Denny, Denny, Denny ... we've often wondered where you're getting the money to pay your attorneys, those bedraggled gentlemen wading through the detritus of your 220-plus companies and thousands of e-mails. If your move to grab back $100,000 of the $125,000 the courts forced you to restore to your, um, retirement account is any indication of how you've pulled this off, well ... we're thinking that well might be getting close to dry. MaryJo Webster of the PiPress reports on this moment of Hecker-ania, with Judge Jay Quam adding this immortal quote: "It may be that Mr. Hecker has reached 'the end of the trail' financially, as his counsel claims. Had I not heard that same refrain several times before, I may be willing to take that leap of faith. Yet time and time again I have heard Mr. Hecker doggedly claim he has no money to pay his wife maintenance, only to see that he somehow managed to find the funds to go on a trip, pay his country club dues or afford some other extravagance that would be out of the question if his claim of poverty was true."
The Fox9 story includes a fast breakdown, a reminder, of the intended pay-outs from that $125K: "Hecker was accused of hiding $125,000 he took out of a 401(k) and lawyers started following a trail of canceled checks. Nearly $10,000 was made out to his girlfriend, Christi Rowan. $20,000 were made to attorneys, $1,500 were dues to the Lafayette Club in Minnetonka along with dues to three other golf clubs. All were checks, because Hecker says he doesn't even own a credit card." Which does make us wonder, with all those arbitrary, "because-we-feel-like-it" increases, what interest rate Denny is paying on his VISA card.

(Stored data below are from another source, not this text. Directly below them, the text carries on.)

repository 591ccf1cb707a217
//! Weighted, jittered movie scoring.

use rand::Rng;

use crate::models::{Movie, ScoredMovie};

const RATING_WEIGHT: f64 = 0.6;
const POPULARITY_WEIGHT: f64 = 0.4;

/// Scores a movie as `0.6 * rating + 0.4 * popularity + U`, `U ~ [0, 1)`,
/// rounded to two decimals.
///
/// The jitter is drawn fresh on every call, so scoring the same movie twice
/// generally gives different results. Ranking variety across calls depends
/// on this.
pub fn score_movie<R: Rng>(movie: &Movie, rng: &mut R) -> f64 {
    let base = RATING_WEIGHT * movie.rating + POPULARITY_WEIGHT * movie.popularity as f64;
    let jitter: f64 = rng.gen_range(0.0..1.0);
    round2(base + jitter)
}

/// Pairs each movie with a freshly drawn score, keeping input order
pub fn score_all<'a, R, I>(movies: I, rng: &mut R) -> Vec<ScoredMovie>
where
    R: Rng,
    I: IntoIterator<Item = &'a Movie>,
{
    movies
        .into_iter()
        .map(|movie| ScoredMovie {
            movie: movie.clone(),
            score: score_movie(movie, rng),
        })
        .collect()
}

fn round2(value: f64) -> f64 {
    (value * 100.0).round() / 100.0
}

#[cfg(test)]
mod tests {
    use super::*;
    use rand::{rngs::StdRng, SeedableRng};

    fn movie(rating: f64, popularity: i64) -> Movie {
        Movie {
            rating,
            popularity,
            ..Movie::new("Probe", "hollywood", &["drama"])
        }
    }

    #[test]
    fn test_score_stays_within_jitter_band() {
        let mut rng = StdRng::seed_from_u64(7);
        let m = movie(9.0, 10);
        // base = 5.4 + 4.0
        for _ in 0..200 {
            let score = score_movie(&m, &mut rng);
            assert!((9.4..=10.4).contains(&score), "score {} out of band", score);
        }
    }

    #[test]
    fn test_score_has_two_decimals() {
        let mut rng = StdRng::seed_from_u64(11);
        for _ in 0..50 {
            let score = score_movie(&movie(7.3, 6), &mut rng);
            let scaled = score * 100.0;
            assert!((scaled - scaled.round()).abs() < 1e-6);
        }
    }

    #[test]
    fn test_same_seed_gives_same_scores() {
        let m = movie(8.1, 7);
        let a: Vec<f64> = {
            let mut rng = StdRng::seed_from_u64(99);
            (0..5).map(|_| score_movie(&m, &mut rng)).collect()
        };
        let b: Vec<f64> = {
            let mut rng = StdRng::seed_from_u64(99);
            (0..5).map(|_| score_movie(&m, &mut rng)).collect()
        };
        assert_eq!(a, b);
    }

    #[test]
    fn test_repeated_scoring_varies() {
        let mut rng = StdRng::seed_from_u64(3);
        let m = movie(8.0, 8);
        let scores: Vec<f64> = (0..20).map(|_| score_movie(&m, &mut rng)).collect();
        assert!(scores.windows(2).any(|w| w[0] != w[1]));
    }

    #[test]
    fn test_score_all_keeps_order() {
        let mut rng = StdRng::seed_from_u64(1);
        let movies = vec![
            Movie::new("First", "", &[]),
            Movie::new("Second", "", &[]),
        ];
        let scored = score_all(&movies, &mut rng);
        assert_eq!(scored[0].movie.title, "First");
        assert_eq!(scored[1].movie.title, "Second");
    }
}
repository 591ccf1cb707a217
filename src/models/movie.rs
use serde::{Deserialize, Serialize};

use crate::services::normalize::normalize;

/// A catalog entry. `title` is the unique key.
#[derive(Debug, Clone, Serialize, Deserialize, PartialEq)]
pub struct Movie {
    pub title: String,
    #[serde(default)]
    pub industry: String,
    #[serde(default)]
    pub genres: Vec<String>,
    #[serde(default = "default_rating")]
    pub rating: f64,
    /// Bumped by one every time the movie is recommended
    #[serde(default = "default_popularity")]
    pub popularity: i64,
    #[serde(default = "default_year")]
    pub year: i32,
    #[serde(default = "default_duration")]
    pub duration_minutes: u32,
}

fn default_rating() -> f64 {
    7.0
}

pub(crate) const DEFAULT_POPULARITY: i64 = 5;

fn default_popularity() -> i64 {
    DEFAULT_POPULARITY
}

fn default_year() -> i32 {
    2010
}

fn default_duration() -> u32 {
    120
}

impl Movie {
    /// Creates a movie with default numeric attributes
    pub fn new(title: impl Into<String>, industry: impl Into<String>, genres: &[&str]) -> Self {
        Self {
            title: title.into(),
            industry: industry.into(),
            genres: genres.iter().map(|g| g.to_string()).collect(),
            rating: default_rating(),
            popularity: default_popularity(),
            year: default_year(),
            duration_minutes: default_duration(),
        }
    }

    /// Whether the movie's industry equals an already-normalized industry
    pub fn is_from(&self, industry: &str) -> bool {
        normalize(&self.industry) == industry
    }

    /// Whether any of the movie's genres equals an already-normalized genre
    pub fn has_genre(&self, genre: &str) -> bool {
        self.genres.iter().any(|g| normalize(g) == genre)
    }
}

/// A movie snapshot paired with the score it received during one call.
///
/// Serializes as a single flat object so history entries and API responses
/// carry every movie field next to `score`.
#[derive(Debug, Clone, Serialize, Deserialize, PartialEq)]
pub struct ScoredMovie {
    #[serde(flatten)]
    pub movie: Movie,
    pub score: f64,
}
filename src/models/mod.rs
mod activity;
mod catalog;
mod movie;
mod movie_type;

pub use activity::{HistoryEntry, RatingEntry};
pub(crate) use activity::now_seconds;
pub use catalog::Catalog;
pub use movie::{Movie, ScoredMovie};
pub use movie_type::MovieType;
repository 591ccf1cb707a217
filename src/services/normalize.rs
/// Canonical form for industry, genre, and movie-type comparisons
pub fn normalize(text: &str) -> String {
    text.trim().to_lowercase()
}

/// Like [`normalize`], for values that may be absent; absence normalizes to `""`
pub fn normalize_opt(text: Option<&str>) -> String {
    text.map(normalize).unwrap_or_default()
}
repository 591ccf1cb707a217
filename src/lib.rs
pub mod api;
pub mod config;
pub mod db;
pub mod error;
pub mod models;
pub mod services;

There is $16.2 million sitting in IRS coffers for Minnesotans to claim, if they'd just file a 2006 return. An Associated Press story says, "The IRS says some people may not have filed a return because they had too little income to require it. But many did have taxes withheld from their wages or made quarterly estimated payments. The agency estimates that half the Minnesotans who could file and claim a refund for 2006 would receive $552 or more back."